Nos corps ont pris la mauvaise habitude de coudre des boutons sur des chemises qui auraient dû se faire la malle avant le grand soir, c’était écrit dans le contrat : on ne badine pas avec le petit commerce.

On se défile ? on voudrait rouler sa bosse ? C’est à chaque fois la même rengaine du côté des RH mais nos corps ne sont pas des Bardamu, le défilé trop peu pour eux et c’est une chose entendue : ils s’en balancent de démissionner avant la fin de leurs CDD.

Nos corps ont, vont, font : n’ont-ils jamais tenu l’élastique qu’on leur tendait ? Disons-le tout net : plus d’une fois ils ont obtenu le high score à tous les jeux vidéo que leur société avait vendus pour ne pas laisser la pole position à de prétentieux inconnus qui auraient illico revendu leur logiciel au premier venu s’ils étaient devenus. Imbattables. Invincibles. Inébranlables. Indestructibles. Impitoyables. Solides. Immortels. Dans la foulée nos corps se souviennent avoir tenté d’obtenir pour une entreprise concurrente le high le must le wonderful high score sur chaque jeu en ligne afin que tous les geeks de la gamosphère puissent tous dépenser leurs prêts à la consommation ou utiliser leurs bénis crédits jusqu’à ce que mort sans soif.

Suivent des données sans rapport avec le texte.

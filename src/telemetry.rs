//! Logging setup
//!
//! Installs a `tracing` subscriber writing compact events to stderr, so that
//! report output on stdout stays clean.

use thiserror::Error;
use tracing_subscriber::filter::ParseError;
use tracing_subscriber::EnvFilter;

#[derive(Debug, Error)]
pub enum TelemetryError {
    #[error("invalid log level/filter '{value}': unable to build EnvFilter")]
    EnvFilter { value: String, source: ParseError },
    #[error("telemetry error: {0}")]
    Subscriber(Box<dyn std::error::Error + Send + Sync>),
}

/// Filter to use for a `-v` count, falling back to the configured level
pub fn filter_for_verbosity(verbose: u8, configured: &str) -> String {
    match verbose {
        0 => configured.to_string(),
        1 => "debug".to_string(),
        _ => "trace".to_string(),
    }
}

/// Install the global subscriber
///
/// `RUST_LOG` wins over `log_level` when it is set and valid.
pub fn init(log_level: &str) -> Result<(), TelemetryError> {
    let env_filter = match EnvFilter::try_from_default_env() {
        Ok(filter) => filter,
        Err(_) => EnvFilter::try_new(log_level).map_err(|source| TelemetryError::EnvFilter {
            value: log_level.to_string(),
            source,
        })?,
    };

    tracing_subscriber::fmt()
        .with_env_filter(env_filter)
        .with_writer(std::io::stderr)
        .with_target(false)
        .compact()
        .try_init()
        .map_err(TelemetryError::Subscriber)
}

#[cfg(test)]
mod tests {
    use super::*;

    #[test]
    fn test_filter_for_verbosity() {
        assert_eq!(filter_for_verbosity(0, "warn"), "warn");
        assert_eq!(filter_for_verbosity(1, "warn"), "debug");
        assert_eq!(filter_for_verbosity(3, "warn"), "trace");
    }
}
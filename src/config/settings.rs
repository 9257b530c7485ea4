//! User settings for afford
//!
//! Manages user preferences: the default currency label, terminal colors
//! and the default log filter.

use serde::{Deserialize, Serialize};

use super::paths::AffordPaths;
use crate::error::AffordError;
use crate::models::Currency;

/// User settings for afford
#[derive(Debug, Clone, Serialize, Deserialize)]
pub struct Settings {
    /// Schema version for migration support
    #[serde(default = "default_schema_version")]
    pub schema_version: u32,

    /// Currency label used when no scenario file sets one
    #[serde(default)]
    pub default_currency: Currency,

    /// Whether to color amounts when writing to a terminal
    #[serde(default = "default_color_output")]
    pub color_output: bool,

    /// Log filter used when `RUST_LOG` is not set (e.g. "warn", "afford=debug")
    #[serde(default = "default_log_level")]
    pub log_level: String,
}

fn default_schema_version() -> u32 {
    1
}

fn default_color_output() -> bool {
    true
}

fn default_log_level() -> String {
    "warn".to_string()
}

impl Default for Settings {
    fn default() -> Self {
        Self {
            schema_version: default_schema_version(),
            default_currency: Currency::default(),
            color_output: default_color_output(),
            log_level: default_log_level(),
        }
    }
}

impl Settings {
    /// Load settings from disk, or create default settings if file doesn't exist
    pub fn load_or_create(paths: &AffordPaths) -> Result<Self, AffordError> {
        let settings_path = paths.settings_file();

        if settings_path.exists() {
            let contents = std::fs::read_to_string(&settings_path)
                .map_err(|e| AffordError::Io(format!("Failed to read settings file: {}", e)))?;

            let settings: Settings = serde_json::from_str(&contents).map_err(|e| {
                AffordError::Config(format!("Failed to parse settings file: {}", e))
            })?;

            Ok(settings)
        } else {
            // Don't save yet - let caller decide when to persist
            Ok(Settings::default())
        }
    }

    /// Save settings to disk
    pub fn save(&self, paths: &AffordPaths) -> Result<(), AffordError> {
        paths.ensure_directories()?;

        let contents = serde_json::to_string_pretty(self)
            .map_err(|e| AffordError::Config(format!("Failed to serialize settings: {}", e)))?;

        std::fs::write(paths.settings_file(), contents)
            .map_err(|e| AffordError::Io(format!("Failed to write settings file: {}", e)))?;

        Ok(())
    }
}
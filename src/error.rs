//! Custom error types for afford
//!
//! This module defines the error hierarchy for the application using thiserror
//! for ergonomic error definitions.

use thiserror::Error;

/// The main error type for afford operations
#[derive(Error, Debug)]
pub enum AffordError {
    /// Configuration-related errors
    #[error("Configuration error: {0}")]
    Config(String),

    /// File I/O errors
    #[error("I/O error: {0}")]
    Io(String),

    /// JSON serialization/deserialization errors
    #[error("JSON error: {0}")]
    Json(String),

    /// YAML serialization/deserialization errors
    #[error("YAML error: {0}")]
    Yaml(String),

    /// Invalid user input (amounts, currency codes)
    #[error("Validation error: {0}")]
    Validation(String),

    /// Scenario loading errors
    #[error("Import error: {0}")]
    Import(String),

    /// Export errors
    #[error("Export error: {0}")]
    Export(String),
}

impl AffordError {
    /// Create an error for a currency code outside the supported set
    pub fn unknown_currency(code: impl AsRef<str>) -> Self {
        Self::Validation(format!(
            "Unknown currency '{}'. Expected one of SAR, USD, EUR, AED",
            code.as_ref()
        ))
    }
}

impl From<std::io::Error> for AffordError {
    fn from(err: std::io::Error) -> Self {
        Self::Io(err.to_string())
    }
}

impl From<serde_json::Error> for AffordError {
    fn from(err: serde_json::Error) -> Self {
        Self::Json(err.to_string())
    }
}

impl From<serde_yaml::Error> for AffordError {
    fn from(err: serde_yaml::Error) -> Self {
        Self::Yaml(err.to_string())
    }
}

/// Result type alias for afford operations
pub type AffordResult<T> = Result<T, AffordError>;
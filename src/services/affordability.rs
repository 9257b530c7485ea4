//! Affordability calculator
//!
//! Maps an [`AffordabilityInputs`] record to its derived totals, ratios and
//! risk tier. Every function here is pure: the same inputs always give the
//! same outputs and nothing is cached between calls.

use serde::Serialize;
use std::cmp::Ordering;
use tracing::debug;

use crate::models::{AffordabilityInputs, Money, RiskLevel};

use super::recommendations::{recommendations, Recommendation};

/// Share of salary considered a conservative mortgage payment
pub const CONSERVATIVE_SHARE_PCT: i64 = 35;
/// Share of salary considered the upper manageable mortgage payment
pub const MODERATE_SHARE_PCT: i64 = 40;

/// Derived figures for one set of inputs
///
/// Ratios are `None` when salary is zero.
#[derive(Debug, Clone, PartialEq, Serialize)]
pub struct Totals {
    pub total_utilities: Money,
    pub total_car: Money,
    /// Groceries plus delivery apps
    pub food_total: Money,
    pub total_living_expenses: Money,
    pub total_obligations: Money,
    /// Salary minus all obligations; negative means a monthly deficit
    pub remaining: Money,
    pub mortgage_percent: Option<f64>,
    pub living_percent: Option<f64>,
    pub total_percent: Option<f64>,
    pub remaining_percent: Option<f64>,
    /// Salary x 0.35 in currency units, unrounded
    pub max_affordable_35: f64,
    /// Salary x 0.40 in currency units, unrounded
    pub max_affordable_40: f64,
    /// Mortgage payment / salary
    pub dti: Option<f64>,
    pub risk: RiskLevel,
}

/// Compute every derived figure from the inputs
pub fn compute_totals(inputs: &AffordabilityInputs) -> Totals {
    let salary = inputs.salary;

    let total_utilities = inputs.utilities.total();
    let total_car = inputs.car.total();
    let food_total = inputs.groceries + inputs.delivery_apps;
    let total_living_expenses = total_utilities
        + inputs.family_expenses
        + food_total
        + inputs.subscriptions
        + inputs.school
        + total_car;
    let total_obligations = inputs.mortgage_payment + total_living_expenses;
    let remaining = salary - total_obligations;

    let dti = inputs.mortgage_payment.ratio_of(salary);
    let risk = classify_risk(dti);

    debug!(
        salary = %salary,
        obligations = %total_obligations,
        remaining = %remaining,
        ?dti,
        risk = %risk,
        "computed affordability totals"
    );

    Totals {
        total_utilities,
        total_car,
        food_total,
        total_living_expenses,
        total_obligations,
        remaining,
        mortgage_percent: inputs.mortgage_payment.percent_of(salary),
        living_percent: total_living_expenses.percent_of(salary),
        total_percent: total_obligations.percent_of(salary),
        remaining_percent: remaining.percent_of(salary),
        max_affordable_35: salary.percent_units(CONSERVATIVE_SHARE_PCT),
        max_affordable_40: salary.percent_units(MODERATE_SHARE_PCT),
        dti,
        risk,
    }
}

/// Risk tier for a DTI; an undefined DTI (no salary) is Very High
pub fn classify_risk(dti: Option<f64>) -> RiskLevel {
    dti.map(RiskLevel::classify).unwrap_or(RiskLevel::VeryHigh)
}

/// Compare `amount / salary` against `pct` percent without dividing
///
/// Returns `None` when salary is zero.
pub fn share_of_salary_cmp(amount: Money, salary: Money, pct: i64) -> Option<Ordering> {
    let amount = amount.cents() as i128 * 100;
    let limit = salary.cents() as i128 * pct as i128;
    match salary.cents().cmp(&0) {
        Ordering::Equal => None,
        Ordering::Greater => Some(amount.cmp(&limit)),
        // Dividing by a negative salary flips the inequality
        Ordering::Less => Some(limit.cmp(&amount)),
    }
}

/// One line of the expense breakdown
#[derive(Debug, Clone, PartialEq, Serialize)]
pub struct BreakdownItem {
    pub name: &'static str,
    pub amount: Money,
    /// Percentage of salary, `None` when salary is zero
    pub percent: Option<f64>,
}

/// Mortgage plus the six living-expense groups, each as a share of salary
pub fn expense_breakdown(inputs: &AffordabilityInputs, totals: &Totals) -> Vec<BreakdownItem> {
    [
        ("Mortgage Payment", inputs.mortgage_payment),
        ("Utilities", totals.total_utilities),
        ("Family Expenses", inputs.family_expenses),
        ("Food & Groceries", totals.food_total),
        ("Car Expenses", totals.total_car),
        ("School", inputs.school),
        ("Subscriptions", inputs.subscriptions),
    ]
    .into_iter()
    .map(|(name, amount)| BreakdownItem {
        name,
        amount,
        percent: amount.percent_of(inputs.salary),
    })
    .collect()
}

/// Monthly figures scaled to a year
#[derive(Debug, Clone, Copy, PartialEq, Eq, Serialize)]
pub struct AnnualProjection {
    pub salary: Money,
    pub mortgage: Money,
    pub living_expenses: Money,
    pub savings: Money,
}

impl AnnualProjection {
    pub fn new(inputs: &AffordabilityInputs, totals: &Totals) -> Self {
        Self {
            salary: inputs.salary.times(12),
            mortgage: inputs.mortgage_payment.times(12),
            living_expenses: totals.total_living_expenses.times(12),
            savings: totals.remaining.times(12),
        }
    }
}

/// Inputs together with everything derived from them
#[derive(Debug, Clone, PartialEq, Serialize)]
pub struct Assessment {
    pub inputs: AffordabilityInputs,
    pub totals: Totals,
    pub breakdown: Vec<BreakdownItem>,
    pub annual: AnnualProjection,
    pub recommendations: Vec<Recommendation>,
}

/// Runs the calculator over one input record
pub struct AffordabilityService<'a> {
    inputs: &'a AffordabilityInputs,
}

impl<'a> AffordabilityService<'a> {
    /// Create a calculator for the given inputs
    pub fn new(inputs: &'a AffordabilityInputs) -> Self {
        Self { inputs }
    }

    /// Derived totals only
    pub fn totals(&self) -> Totals {
        compute_totals(self.inputs)
    }

    /// Full assessment: totals, breakdown, projections and recommendations
    pub fn assess(&self) -> Assessment {
        let totals = self.totals();
        let breakdown = expense_breakdown(self.inputs, &totals);
        let annual = AnnualProjection::new(self.inputs, &totals);
        let recommendations = recommendations(&totals, self.inputs);

        debug!(
            recommendation_count = recommendations.len(),
            "assessment complete"
        );

        Assessment {
            inputs: self.inputs.clone(),
            totals,
            breakdown,
            annual,
            recommendations,
        }
    }
}
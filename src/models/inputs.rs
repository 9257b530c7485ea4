//! Affordability input record
//!
//! The monthly figures a household enters: income, the mortgage payment, and
//! the itemized living expenses. Two groups (utilities and car) have a fixed
//! set of named sub-fields.

use serde::{Deserialize, Serialize};

use super::currency::Currency;
use super::money::Money;

/// Monthly utility bills
#[derive(Debug, Clone, Copy, PartialEq, Eq, Default, Serialize, Deserialize)]
#[serde(default)]
pub struct Utilities {
    pub electricity: Money,
    pub water: Money,
    /// Home maintenance
    pub maintenance: Money,
    pub internet: Money,
    pub mobile: Money,
}

impl Utilities {
    /// Labelled sub-fields in display order
    pub fn items(&self) -> [(&'static str, Money); 5] {
        [
            ("Electricity", self.electricity),
            ("Water", self.water),
            ("Maintenance", self.maintenance),
            ("Internet", self.internet),
            ("Mobile", self.mobile),
        ]
    }

    /// Sum of all utility bills
    pub fn total(&self) -> Money {
        self.items().into_iter().map(|(_, amount)| amount).sum()
    }
}

/// Monthly car running costs
#[derive(Debug, Clone, Copy, PartialEq, Eq, Default, Serialize, Deserialize)]
#[serde(default)]
pub struct CarExpenses {
    pub gas: Money,
    pub maintenance: Money,
    pub insurance: Money,
}

impl CarExpenses {
    /// Labelled sub-fields in display order
    pub fn items(&self) -> [(&'static str, Money); 3] {
        [
            ("Gas", self.gas),
            ("Maintenance", self.maintenance),
            ("Insurance", self.insurance),
        ]
    }

    /// Sum of all car costs
    pub fn total(&self) -> Money {
        self.items().into_iter().map(|(_, amount)| amount).sum()
    }
}

/// Everything the calculator needs, as entered by the user
///
/// Fields missing from a scenario file deserialize to zero (and the currency
/// to SAR). Use [`AffordabilityInputs::baseline`] for the prefilled example
/// household.
#[derive(Debug, Clone, PartialEq, Eq, Serialize, Deserialize)]
pub struct AffordabilityInputs {
    /// Monthly take-home salary
    #[serde(default)]
    pub salary: Money,

    /// Monthly mortgage payment
    #[serde(default)]
    pub mortgage_payment: Money,

    /// Display label for all amounts
    #[serde(default)]
    pub currency: Currency,

    #[serde(default)]
    pub utilities: Utilities,

    #[serde(default)]
    pub car: CarExpenses,

    #[serde(default)]
    pub family_expenses: Money,

    #[serde(default)]
    pub groceries: Money,

    #[serde(default)]
    pub delivery_apps: Money,

    #[serde(default)]
    pub subscriptions: Money,

    /// School fees, averaged per month
    #[serde(default)]
    pub school: Money,
}

impl AffordabilityInputs {
    /// The prefilled example household
    pub fn baseline() -> Self {
        Self {
            salary: Money::from_units(23780),
            mortgage_payment: Money::from_units(12000),
            currency: Currency::Sar,
            utilities: Utilities {
                electricity: Money::from_units(900),
                water: Money::from_units(100),
                maintenance: Money::from_units(600),
                internet: Money::from_units(450),
                mobile: Money::from_units(500),
            },
            car: CarExpenses {
                gas: Money::from_units(800),
                maintenance: Money::from_units(1000),
                insurance: Money::from_units(400),
            },
            family_expenses: Money::from_units(3000),
            groceries: Money::from_units(1500),
            delivery_apps: Money::from_units(1000),
            subscriptions: Money::from_units(250),
            school: Money::from_cents(191667),
        }
    }

    /// Builder-style currency override
    pub fn with_currency(mut self, currency: Currency) -> Self {
        self.currency = currency;
        self
    }
}

impl Default for AffordabilityInputs {
    fn default() -> Self {
        Self::baseline()
    }
}

#[cfg(test)]
mod tests {
    use super::*;

    #[test]
    fn test_baseline_group_totals() {
        let inputs = AffordabilityInputs::baseline();
        assert_eq!(inputs.utilities.total(), Money::from_units(2550));
        assert_eq!(inputs.car.total(), Money::from_units(2200));
    }

    #[test]
    fn test_missing_fields_deserialize_to_zero() {
        let inputs: AffordabilityInputs =
            serde_json::from_str(r#"{"salary": 10000, "utilities": {"water": 120.5}}"#).unwrap();

        assert_eq!(inputs.salary, Money::from_units(10000));
        assert_eq!(inputs.mortgage_payment, Money::zero());
        assert_eq!(inputs.utilities.water, Money::from_cents(12050));
        assert_eq!(inputs.utilities.electricity, Money::zero());
        assert_eq!(inputs.car.total(), Money::zero());
        assert_eq!(inputs.currency, Currency::Sar);
    }

    #[test]
    fn test_yaml_scenario() {
        let yaml = "salary: 15000\nmortgage_payment: 4000\ncurrency: USD\ncar:\n  gas: 300\n";
        let inputs: AffordabilityInputs = serde_yaml::from_str(yaml).unwrap();

        assert_eq!(inputs.currency, Currency::Usd);
        assert_eq!(inputs.car.gas, Money::from_units(300));
        assert_eq!(inputs.mortgage_payment, Money::from_units(4000));
    }

    #[test]
    fn test_with_currency() {
        let inputs = AffordabilityInputs::baseline().with_currency(Currency::Eur);
        assert_eq!(inputs.currency, Currency::Eur);
        assert_eq!(inputs.salary, Money::from_units(23780));
    }
}
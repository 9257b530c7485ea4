//! CSV Export functionality
//!
//! Exports the expense breakdown and the obligation summary in a
//! spreadsheet-friendly layout.

use std::io::Write;

use crate::error::{AffordError, AffordResult};
use crate::models::Money;
use crate::services::Assessment;

fn amount_field(amount: Money) -> String {
    format!("{:.2}", amount.to_f64())
}

fn percent_field(pct: Option<f64>) -> String {
    pct.map(|p| format!("{:.1}", p)).unwrap_or_default()
}

/// Export the expense breakdown to CSV
///
/// Percentages are left empty when salary is zero.
pub fn export_breakdown_csv<W: Write>(assessment: &Assessment, writer: W) -> AffordResult<()> {
    let mut csv_writer = csv::Writer::from_writer(writer);
    let currency = assessment.inputs.currency.code();
    let totals = &assessment.totals;

    csv_writer
        .write_record(["Category", "Amount", "Currency", "Percent of Salary"])
        .map_err(|e| AffordError::Export(e.to_string()))?;

    for item in &assessment.breakdown {
        csv_writer
            .write_record([
                item.name.to_string(),
                amount_field(item.amount),
                currency.to_string(),
                percent_field(item.percent),
            ])
            .map_err(|e| AffordError::Export(e.to_string()))?;
    }

    let summary = [
        ("Total Living Expenses", totals.total_living_expenses, totals.living_percent),
        ("Total Obligations", totals.total_obligations, totals.total_percent),
        ("Remaining", totals.remaining, totals.remaining_percent),
    ];
    for (label, amount, pct) in summary {
        csv_writer
            .write_record([
                label.to_string(),
                amount_field(amount),
                currency.to_string(),
                percent_field(pct),
            ])
            .map_err(|e| AffordError::Export(e.to_string()))?;
    }

    csv_writer
        .flush()
        .map_err(|e| AffordError::Export(e.to_string()))?;

    Ok(())
}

Du soir au matines, de la curée à la voilette, durant des années de vaches laitières, nos corps ont suivi des courbes enfiévrées, des us et des coutumes de pacotille et puis des chiens qui n’avaient pas de poils dans la main mais à quoi bon montrer ses biceps aux maquereaux dans la pyramide consanguine, il faut bien crever un jour se sont dits nos corps.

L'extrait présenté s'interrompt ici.